BEGIN SUPPLIED ENTRIES

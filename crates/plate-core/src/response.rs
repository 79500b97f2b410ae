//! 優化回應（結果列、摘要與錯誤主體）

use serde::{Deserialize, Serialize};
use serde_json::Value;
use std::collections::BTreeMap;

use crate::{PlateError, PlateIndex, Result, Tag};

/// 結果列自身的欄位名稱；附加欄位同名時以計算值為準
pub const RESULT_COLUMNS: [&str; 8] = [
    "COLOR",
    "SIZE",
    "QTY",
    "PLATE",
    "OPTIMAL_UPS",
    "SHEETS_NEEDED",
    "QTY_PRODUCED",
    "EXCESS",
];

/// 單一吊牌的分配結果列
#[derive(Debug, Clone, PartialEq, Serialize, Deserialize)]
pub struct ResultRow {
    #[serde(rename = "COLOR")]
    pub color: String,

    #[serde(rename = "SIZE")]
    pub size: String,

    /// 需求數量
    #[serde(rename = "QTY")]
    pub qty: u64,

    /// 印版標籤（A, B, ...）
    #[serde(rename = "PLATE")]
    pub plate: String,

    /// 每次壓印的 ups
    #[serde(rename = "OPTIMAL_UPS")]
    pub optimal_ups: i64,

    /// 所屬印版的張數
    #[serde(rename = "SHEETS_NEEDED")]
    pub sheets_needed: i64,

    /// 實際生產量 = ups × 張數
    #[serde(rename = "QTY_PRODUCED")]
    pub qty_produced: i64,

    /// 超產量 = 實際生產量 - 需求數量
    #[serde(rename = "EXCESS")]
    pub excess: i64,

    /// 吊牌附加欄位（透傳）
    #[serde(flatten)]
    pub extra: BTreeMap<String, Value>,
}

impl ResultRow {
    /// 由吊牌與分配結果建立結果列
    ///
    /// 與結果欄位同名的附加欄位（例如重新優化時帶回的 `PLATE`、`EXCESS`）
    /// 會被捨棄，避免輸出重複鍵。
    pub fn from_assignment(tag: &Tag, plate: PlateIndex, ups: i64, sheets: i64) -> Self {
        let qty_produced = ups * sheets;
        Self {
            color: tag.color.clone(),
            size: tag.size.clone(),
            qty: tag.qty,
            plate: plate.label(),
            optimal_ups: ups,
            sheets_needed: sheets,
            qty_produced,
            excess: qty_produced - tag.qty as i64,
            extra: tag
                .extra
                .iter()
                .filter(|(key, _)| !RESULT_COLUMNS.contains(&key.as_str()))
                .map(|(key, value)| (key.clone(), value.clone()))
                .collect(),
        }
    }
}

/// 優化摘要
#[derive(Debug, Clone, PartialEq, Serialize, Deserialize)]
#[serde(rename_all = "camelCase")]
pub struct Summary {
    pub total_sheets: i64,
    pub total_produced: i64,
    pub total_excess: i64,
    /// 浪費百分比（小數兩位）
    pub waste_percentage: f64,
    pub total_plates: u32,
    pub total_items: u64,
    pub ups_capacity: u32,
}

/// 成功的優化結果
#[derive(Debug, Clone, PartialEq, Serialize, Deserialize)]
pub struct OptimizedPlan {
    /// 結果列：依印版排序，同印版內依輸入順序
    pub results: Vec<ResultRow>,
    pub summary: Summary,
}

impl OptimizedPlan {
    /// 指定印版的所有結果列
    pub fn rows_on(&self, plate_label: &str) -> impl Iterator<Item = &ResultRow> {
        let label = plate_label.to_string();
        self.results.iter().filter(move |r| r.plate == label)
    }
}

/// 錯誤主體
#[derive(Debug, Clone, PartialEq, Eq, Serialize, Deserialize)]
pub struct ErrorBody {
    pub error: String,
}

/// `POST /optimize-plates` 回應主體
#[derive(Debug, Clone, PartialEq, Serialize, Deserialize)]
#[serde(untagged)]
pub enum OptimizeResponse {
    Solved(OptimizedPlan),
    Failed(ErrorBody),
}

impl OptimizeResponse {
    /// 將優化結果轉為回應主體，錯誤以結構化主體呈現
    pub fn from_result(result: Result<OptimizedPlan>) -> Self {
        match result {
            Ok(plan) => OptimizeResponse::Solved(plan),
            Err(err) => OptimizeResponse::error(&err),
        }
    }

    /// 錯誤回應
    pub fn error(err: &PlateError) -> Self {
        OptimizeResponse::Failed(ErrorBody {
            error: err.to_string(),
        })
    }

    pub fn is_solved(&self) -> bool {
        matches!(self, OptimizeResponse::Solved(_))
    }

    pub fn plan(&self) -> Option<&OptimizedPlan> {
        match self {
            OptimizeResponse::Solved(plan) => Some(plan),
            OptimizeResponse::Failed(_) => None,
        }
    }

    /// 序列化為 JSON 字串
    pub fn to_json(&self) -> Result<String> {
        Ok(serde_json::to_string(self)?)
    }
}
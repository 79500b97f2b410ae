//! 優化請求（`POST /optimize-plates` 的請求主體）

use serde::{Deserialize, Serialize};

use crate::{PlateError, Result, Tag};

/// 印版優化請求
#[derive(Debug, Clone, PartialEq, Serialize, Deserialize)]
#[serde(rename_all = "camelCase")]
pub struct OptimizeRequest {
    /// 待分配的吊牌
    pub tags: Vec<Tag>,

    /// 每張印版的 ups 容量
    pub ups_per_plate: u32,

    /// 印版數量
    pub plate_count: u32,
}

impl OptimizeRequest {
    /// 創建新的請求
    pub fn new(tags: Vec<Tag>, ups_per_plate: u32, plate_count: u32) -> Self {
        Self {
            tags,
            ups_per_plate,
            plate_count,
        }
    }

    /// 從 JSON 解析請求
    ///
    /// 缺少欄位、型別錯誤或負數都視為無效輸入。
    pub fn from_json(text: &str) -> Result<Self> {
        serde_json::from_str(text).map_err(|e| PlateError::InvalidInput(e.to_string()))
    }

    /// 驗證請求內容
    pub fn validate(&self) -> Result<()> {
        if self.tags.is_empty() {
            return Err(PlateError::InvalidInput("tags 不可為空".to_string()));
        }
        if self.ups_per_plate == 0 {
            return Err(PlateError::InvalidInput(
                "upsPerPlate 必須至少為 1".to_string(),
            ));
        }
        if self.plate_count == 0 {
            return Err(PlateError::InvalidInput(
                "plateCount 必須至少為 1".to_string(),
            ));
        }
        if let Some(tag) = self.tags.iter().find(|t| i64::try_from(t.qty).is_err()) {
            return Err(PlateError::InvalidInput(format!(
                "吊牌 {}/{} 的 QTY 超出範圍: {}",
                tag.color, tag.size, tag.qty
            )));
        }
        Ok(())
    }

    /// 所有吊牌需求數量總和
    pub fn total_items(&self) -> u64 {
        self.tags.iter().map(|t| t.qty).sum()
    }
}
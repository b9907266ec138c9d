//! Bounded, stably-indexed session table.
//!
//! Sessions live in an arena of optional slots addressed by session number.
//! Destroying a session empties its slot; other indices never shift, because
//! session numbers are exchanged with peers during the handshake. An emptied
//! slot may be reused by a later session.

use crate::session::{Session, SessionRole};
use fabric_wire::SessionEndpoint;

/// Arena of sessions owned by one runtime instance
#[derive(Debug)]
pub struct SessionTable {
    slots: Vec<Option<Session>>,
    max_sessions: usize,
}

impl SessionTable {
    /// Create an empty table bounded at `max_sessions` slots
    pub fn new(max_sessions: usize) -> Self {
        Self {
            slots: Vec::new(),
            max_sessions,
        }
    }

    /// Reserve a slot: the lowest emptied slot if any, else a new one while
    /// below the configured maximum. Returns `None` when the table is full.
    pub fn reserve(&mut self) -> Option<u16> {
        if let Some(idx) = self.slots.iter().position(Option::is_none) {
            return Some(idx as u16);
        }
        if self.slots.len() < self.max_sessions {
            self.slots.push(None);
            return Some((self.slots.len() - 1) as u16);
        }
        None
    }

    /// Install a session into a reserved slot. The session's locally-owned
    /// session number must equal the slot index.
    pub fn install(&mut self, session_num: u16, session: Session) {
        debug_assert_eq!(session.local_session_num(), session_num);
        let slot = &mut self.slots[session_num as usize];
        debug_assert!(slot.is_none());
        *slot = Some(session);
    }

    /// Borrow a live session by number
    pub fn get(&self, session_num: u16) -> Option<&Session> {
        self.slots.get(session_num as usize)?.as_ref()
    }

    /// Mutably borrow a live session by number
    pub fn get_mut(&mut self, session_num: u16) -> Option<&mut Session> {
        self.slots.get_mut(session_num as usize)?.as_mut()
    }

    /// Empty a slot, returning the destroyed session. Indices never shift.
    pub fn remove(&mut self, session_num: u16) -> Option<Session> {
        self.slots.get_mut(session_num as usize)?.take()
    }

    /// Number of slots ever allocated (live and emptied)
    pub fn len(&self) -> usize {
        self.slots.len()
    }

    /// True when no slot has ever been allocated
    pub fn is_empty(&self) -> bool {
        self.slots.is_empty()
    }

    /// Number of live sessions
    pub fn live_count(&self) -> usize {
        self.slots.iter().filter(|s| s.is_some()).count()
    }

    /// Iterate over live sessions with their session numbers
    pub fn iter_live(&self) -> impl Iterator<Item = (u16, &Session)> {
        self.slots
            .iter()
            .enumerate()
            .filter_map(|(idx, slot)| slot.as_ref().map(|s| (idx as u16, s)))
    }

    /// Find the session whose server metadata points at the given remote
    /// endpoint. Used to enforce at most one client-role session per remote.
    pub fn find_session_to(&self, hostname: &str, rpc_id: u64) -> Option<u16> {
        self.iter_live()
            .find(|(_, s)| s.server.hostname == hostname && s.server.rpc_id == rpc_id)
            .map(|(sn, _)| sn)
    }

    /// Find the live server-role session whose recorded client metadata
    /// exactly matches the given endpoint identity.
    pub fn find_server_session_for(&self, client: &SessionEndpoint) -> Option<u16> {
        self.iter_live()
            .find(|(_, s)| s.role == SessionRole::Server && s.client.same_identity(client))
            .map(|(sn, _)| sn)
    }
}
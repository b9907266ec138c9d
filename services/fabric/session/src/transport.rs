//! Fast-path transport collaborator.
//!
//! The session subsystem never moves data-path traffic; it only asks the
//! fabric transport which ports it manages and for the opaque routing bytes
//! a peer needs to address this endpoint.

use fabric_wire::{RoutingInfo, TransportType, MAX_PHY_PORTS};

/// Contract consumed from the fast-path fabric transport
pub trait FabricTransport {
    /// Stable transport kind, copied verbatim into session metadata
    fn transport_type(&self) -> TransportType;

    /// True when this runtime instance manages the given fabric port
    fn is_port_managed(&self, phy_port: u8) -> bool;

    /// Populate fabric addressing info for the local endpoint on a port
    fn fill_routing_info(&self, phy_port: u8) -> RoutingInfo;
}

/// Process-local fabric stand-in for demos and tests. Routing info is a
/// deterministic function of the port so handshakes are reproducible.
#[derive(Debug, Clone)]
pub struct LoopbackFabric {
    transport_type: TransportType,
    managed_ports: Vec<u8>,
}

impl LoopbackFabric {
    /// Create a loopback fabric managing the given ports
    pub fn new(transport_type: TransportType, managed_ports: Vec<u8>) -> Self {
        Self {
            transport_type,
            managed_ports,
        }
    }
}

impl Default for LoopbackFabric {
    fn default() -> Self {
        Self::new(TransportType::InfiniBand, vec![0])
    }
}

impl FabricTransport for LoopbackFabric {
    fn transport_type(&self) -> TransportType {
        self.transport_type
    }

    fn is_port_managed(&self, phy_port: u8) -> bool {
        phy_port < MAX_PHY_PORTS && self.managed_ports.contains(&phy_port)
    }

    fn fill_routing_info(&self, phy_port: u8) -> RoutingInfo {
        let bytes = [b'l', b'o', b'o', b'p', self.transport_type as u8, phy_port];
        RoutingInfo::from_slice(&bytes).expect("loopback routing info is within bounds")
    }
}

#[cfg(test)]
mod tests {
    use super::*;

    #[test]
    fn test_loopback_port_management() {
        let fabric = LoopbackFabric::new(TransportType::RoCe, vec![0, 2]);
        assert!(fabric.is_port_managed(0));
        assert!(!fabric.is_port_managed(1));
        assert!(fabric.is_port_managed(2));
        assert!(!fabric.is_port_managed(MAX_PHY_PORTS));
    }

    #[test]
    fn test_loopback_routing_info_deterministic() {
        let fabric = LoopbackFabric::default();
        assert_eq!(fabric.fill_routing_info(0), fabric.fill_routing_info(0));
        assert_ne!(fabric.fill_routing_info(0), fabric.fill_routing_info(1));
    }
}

END SUPPLIED ENTRIES

# TASK OBJECTIVE:
From the listing above, copy out each line where the word "contains" appears.

# SOLUTION TO THIS PROBLEM:
                .filter(|(key, _)| !RESULT_COLUMNS.contains(&key.as_str()))
        phy_port < MAX_PHY_PORTS && self.managed_ports.contains(&phy_port)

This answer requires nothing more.